WASHINGTON, D.C. — Tuesday, Jan. 3, 2017 marked the final day as a FCC Commissioner for Jessica Rosenworcel … or so we thought.
In a turn of events that might have seemed stunning at any other time in presidential history, President Donald Trump — in a statement that was distributed just before midnight Wednesday (6/14) — indicated that he intends to nominate the Democrat to a whole new five-year term on the Commission. The news was distributed via an email from the office of White House Press Secretary Sean Spicer.
While Trump “intends” to make the move, Rosenworcel’s return after months of discussions and inaction is now all but sealed. All it will take is approval from the U.S. Senate. That will likely be a breeze for a Commissioner that may be remembered for putting a stop to a vote on former FCC Chairman Tom Wheeler’s ill-fated set-top box proposal due to concerns about the Commission’s role in establishing and enforcing such legislation.

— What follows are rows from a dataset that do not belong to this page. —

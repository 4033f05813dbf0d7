//! Fan-out broadcast to N-1 peers with offline queueing.
//!
//! The broker owns every peer. A broadcast walks the registry in id order
//! and delivers the update to each peer except the sender: connected peers
//! apply it immediately, disconnected peers append it to their offline
//! queue. Per-peer delivery order is the broadcast call order.
//!
//! Everything here is synchronous. An operation runs to completion before
//! the next one starts, which is what makes reconnect atomic with respect
//! to broadcasts. See [`SharedBroker`](crate::shared::SharedBroker) for the
//! locked variant.

use std::collections::btree_map::Entry;
use std::collections::BTreeMap;

use lattice_core::{PeerId, ReplicatedLog, TextDocument};

use crate::error::SimError;
use crate::events::SYNC_EVENT;
use crate::peer::{Delivery, Peer};

/// Broker-wide counters.
#[derive(Debug, Clone, Copy, Default, PartialEq, Eq)]
pub struct BrokerStats {
    pub broadcasts: u64,
    /// Deliveries applied to a connected peer
    pub applied: u64,
    /// Deliveries queued for a disconnected peer
    pub queued: u64,
}

/// Who received a broadcast, and how.
#[derive(Debug, Clone, Default, PartialEq, Eq)]
pub struct BroadcastReport {
    pub applied: Vec<PeerId>,
    pub queued: Vec<PeerId>,
}

impl BroadcastReport {
    pub fn recipients(&self) -> usize {
        self.applied.len() + self.queued.len()
    }
}

/// Result of [`Broker::connect`].
#[derive(Debug, Clone, PartialEq, Eq)]
pub enum ConnectOutcome {
    /// Peer was already connected; nothing happened.
    AlreadyConnected,
    Connected {
        /// Offline updates merged before rebroadcast
        drained: usize,
        /// Delivery of this peer's state to the others
        report: BroadcastReport,
    },
}

/// Registry of peers sharing one simulated network.
pub struct Broker<L: ReplicatedLog = TextDocument> {
    peers: BTreeMap<PeerId, Peer<L>>,
    next_replica: u64,
    stats: BrokerStats,
}

impl<L: ReplicatedLog> Broker<L> {
    pub fn new() -> Self {
        Self {
            peers: BTreeMap::new(),
            next_replica: 0,
            stats: BrokerStats::default(),
        }
    }

    /// Create and store a new, disconnected peer.
    ///
    /// Replica ids are handed out sequentially from 1 in registration
    /// order, so a run is reproducible.
    pub fn register_peer(&mut self, id: impl Into<PeerId>) -> Result<&mut Peer<L>, SimError> {
        match self.peers.entry(id.into()) {
            Entry::Occupied(entry) => {
                log::warn!("Rejected duplicate peer id {}", entry.key());
                Err(SimError::DuplicateId(entry.key().clone()))
            }
            Entry::Vacant(entry) => {
                self.next_replica += 1;
                log::info!("Registered peer {} (replica {})", entry.key(), self.next_replica);
                let peer = Peer::new(entry.key().clone(), self.next_replica);
                Ok(entry.insert(peer))
            }
        }
    }

    /// Deliver `update` from `sender` to every other registered peer.
    ///
    /// Apply failures are returned unchanged; peers earlier in id order
    /// keep what they already applied.
    pub fn broadcast(
        &mut self,
        sender: impl AsRef<str>,
        update: &[u8],
    ) -> Result<BroadcastReport, SimError> {
        let sender = self.require_mut(sender.as_ref())?.id().clone();

        let mut report = BroadcastReport::default();
        for (id, peer) in self.peers.iter_mut() {
            if *id == sender {
                continue;
            }
            match peer.deliver(update, &sender)? {
                Delivery::Applied => {
                    self.stats.applied += 1;
                    report.applied.push(id.clone());
                }
                Delivery::Queued => {
                    self.stats.queued += 1;
                    report.queued.push(id.clone());
                }
            }
        }

        self.require_mut(sender.as_str())?.note_broadcast();
        self.stats.broadcasts += 1;
        Ok(report)
    }

    /// Bring a peer online.
    ///
    /// Captures the peer's full state, merges and applies its offline
    /// queue, rebroadcasts the captured state, marks it connected and fires
    /// [`SYNC_EVENT`]. A no-op when already connected.
    pub fn connect(&mut self, id: impl AsRef<str>) -> Result<ConnectOutcome, SimError> {
        let peer = self.require_mut(id.as_ref())?;
        if peer.is_connected() {
            log::debug!("Peer {} already connected", peer.id());
            return Ok(ConnectOutcome::AlreadyConnected);
        }

        let peer_id = peer.id().clone();
        let state = peer.document_state();
        let drained = peer.drain_offline()?;
        if drained > 0 {
            log::info!("Peer {peer_id} merged {drained} queued updates on reconnect");
        }

        let report = self.broadcast(&peer_id, &state)?;

        let peer = self.require_mut(peer_id.as_str())?;
        peer.set_connected(true);
        peer.events().emit(SYNC_EVENT, &true);
        log::info!("Peer {peer_id} connected ({} recipients)", report.recipients());

        Ok(ConnectOutcome::Connected { drained, report })
    }

    /// Take a peer offline. Nothing else changes.
    pub fn disconnect(&mut self, id: impl AsRef<str>) -> Result<(), SimError> {
        let peer = self.require_mut(id.as_ref())?;
        peer.set_connected(false);
        log::info!("Peer {} disconnected", peer.id());
        Ok(())
    }

    /// Run a local edit on a peer.
    ///
    /// `edit` receives the peer's log and returns the delta it produced.
    /// A connected peer broadcasts the delta straight away; a disconnected
    /// one keeps it latent until its next [`connect`](Self::connect)
    /// rebroadcasts the full state. Returns the broadcast report, if any.
    pub fn apply_local_edit<F>(
        &mut self,
        id: impl AsRef<str>,
        edit: F,
    ) -> Result<Option<BroadcastReport>, SimError>
    where
        F: FnOnce(&mut L) -> Vec<u8>,
    {
        let peer = self.require_mut(id.as_ref())?;
        let delta = peer.edit_local(edit);
        let sender = peer.id().clone();

        if !peer.is_connected() {
            log::debug!("Peer {sender} offline, local edit stays latent");
            return Ok(None);
        }
        self.broadcast(&sender, &delta).map(Some)
    }

    pub fn peer(&self, id: impl AsRef<str>) -> Option<&Peer<L>> {
        self.peers.get(id.as_ref())
    }

    pub fn peer_mut(&mut self, id: impl AsRef<str>) -> Option<&mut Peer<L>> {
        self.peers.get_mut(id.as_ref())
    }

    /// Peers in id order.
    pub fn peers(&self) -> impl Iterator<Item = &Peer<L>> {
        self.peers.values()
    }

    pub fn peer_ids(&self) -> Vec<PeerId> {
        self.peers.keys().cloned().collect()
    }

    pub fn len(&self) -> usize {
        self.peers.len()
    }

    pub fn is_empty(&self) -> bool {
        self.peers.is_empty()
    }

    pub fn stats(&self) -> BrokerStats {
        self.stats
    }

    fn require_mut(&mut self, id: &str) -> Result<&mut Peer<L>, SimError> {
        self.peers
            .get_mut(id)
            .ok_or_else(|| SimError::UnknownPeer(PeerId::from(id)))
    }
}

impl<L: ReplicatedLog> Default for Broker<L> {
    fn default() -> Self {
        Self::new()
    }
}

Rosenworcel was nominated for a seat on the Commission by President Barack Obama and on May 7, 2012 was confirmed unanimously by the U.S. Senate. She was sworn into office on May 11, 2012.
In response to reports that President Trump plans to renominate Rosenworcel to the FCC, NAB President/CEO Gordon Smith said his organization “is delighted” to hear of the president’s decision. “Commissioner Rosenworcel is supremely qualified for another FCC term, having demonstrated her public service credentials and full command of telecommunications issues during her Commission tenure. NAB strongly supports her renomination and confirmation.”

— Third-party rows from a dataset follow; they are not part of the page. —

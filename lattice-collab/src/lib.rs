//! # lattice-collab — In-process multi-peer collaboration simulator
//!
//! Simulates N editors sharing one document over an unreliable network,
//! without any real transport. Every peer owns a replica; the broker fans
//! updates out and holds them in per-peer offline queues while a peer is
//! disconnected.
//!
//! ## Architecture
//!
//! ```text
//!                    ┌──────────────────────────┐
//!   apply_local_edit │ Broker                   │ connect / disconnect
//!  ─────────────────►│  BTreeMap<PeerId, Peer>  │◄────────────────────
//!                    └───┬──────────┬──────────┬┘
//!               deliver  │          │          │
//!                ┌───────▼──┐ ┌─────▼────┐ ┌───▼──────┐
//!                │ Peer     │ │ Peer     │ │ Peer     │
//!                │ (online) │ │ (online) │ │ (offline)│
//!                └────┬─────┘ └────┬─────┘ └────┬─────┘
//!                     ▼            ▼            ▼
//!                  log.apply    log.apply   OfflineQueue
//! ```
//!
//! ## Modules
//!
//! - [`broker`] — Peer registry, N-1 fan-out, reconnect protocol
//! - [`peer`] — Per-peer log, queue, presence and lifecycle events
//! - [`queue`] — Unbounded offline queue
//! - [`awareness`] — Local presence state (not propagated)
//! - [`events`] — Named-event listener bus
//! - [`shared`] — Lock-protected broker for concurrent drivers
//! - [`harness`] — Index-addressed scenarios and convergence checks
//! - [`error`] — `SimError`

pub mod error;
pub mod events;
pub mod awareness;
pub mod queue;
pub mod peer;
pub mod broker;
pub mod shared;
pub mod harness;

// Re-exports for convenience
pub use error::SimError;
pub use events::{EventBus, Listener, ListenerId, SYNC_EVENT};
pub use awareness::{AwarenessChannel, AwarenessState, CursorColor, InertSubscription, TextCursor};
pub use queue::OfflineQueue;
pub use peer::{ConnectionState, Delivery, Peer, PeerStats};
pub use broker::{BroadcastReport, Broker, BrokerStats, ConnectOutcome};
pub use shared::SharedBroker;
pub use harness::{Harness, SimConfig, Step};
pub use lattice_core::{DocumentSnapshot, PeerId, ReplicatedLog, TextDocument, TextEditor, UpdateOrigin};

FCC Chairman Ajit Pai also issued a statement in response to news that President Trump intends to nominate Rosenworcel to return to the Commission.
Congratulating her, Pai said, “She has a distinguished record of public service, including the four-and-a-half years we worked together at this agency, and I look forward to working with her once again to advance the public interest.”
American Cable Association (ACA) President/CEO Matthew M. Polka also weighed in, praising President Trump for his intent to nominate Rosenworcel.
Rosenworcel departed as a result of political wrangling over nominations and appointments. On Jan. 4, President Barack Obama reappointed Rosenworcel to a second term on the Commission. That was ignored, despite support from Sen. John Thune. In a statement, Thune said, “I am open to the idea of confirming her later this year, as long as we preserve the new Republican majority on the commission in the process.”
The Democratic majority wasn’t willing to budge; the GOP majority is now ready to act.
There was also a “Wheeler Waffle,” which saw the soon-to-be-outgoing FCC Chairman refuse to state if he was exiting or staying on as a Commissioner. Thune indicated that his failure to publicly state his plan of action directly correlated to Rosenworcel’s ability to gain a second five-year term.
Rosenworcel brought a decade and a half of public sector and private sector communications law experience to her position at the FCC. Prior to joining the FCC, Rosenworcel served as Senior Communications Counsel for the Senate Commerce Committee under the leadership of Sen. John D. Rockefeller IV. She previously served in the same role on the Committee under the leadership of Sen. Daniel K. Inouye.
In this position, she was responsible for legislation, hearings, and policy development involving a wide range of communications issues—including spectrum auctions, public safety, broadband deployment and adoption, universal service, video programming, satellite television, local radio, and digital television transition.
Prior to that, Rosenworcel was at the FCC, serving as a legal advisor to then-Commissioner Michael J. Copps. She has also served as Legal Counsel to the Chief of the Wireline Competition Bureau and as an Attorney-Advisor in the Wireline Competition Bureau.
Before joining the FCC, Rosenworcel practiced communications law at Drinker Biddle and Reath.
WHO’S JOINING ROSENWORCEL?
Once President Trump formally nominates Rosenworcel, it is highly likely that a Republican nominee will also be submitted for Senate approval. As reported by Recode, tongues are wagging across Washington that Trump is likely to give the nod to Brendan Carr.
Carr has served as the FCC’s General Counsel since January, and from February 2014 until his promotion was legal advisor to Chairman Pai.
He joined the FCC in June 2012 as an attorney advisor in the office of the general counsel following a nearly seven-year tenure at Wiley Rein LLP. At Wiley Rein, he served as a communications attorney in the appellate and litigation groups.
While obtaining his Juris Doctor from the Catholic University of America Law School, he held a summer internship at the FCC as a legal intern.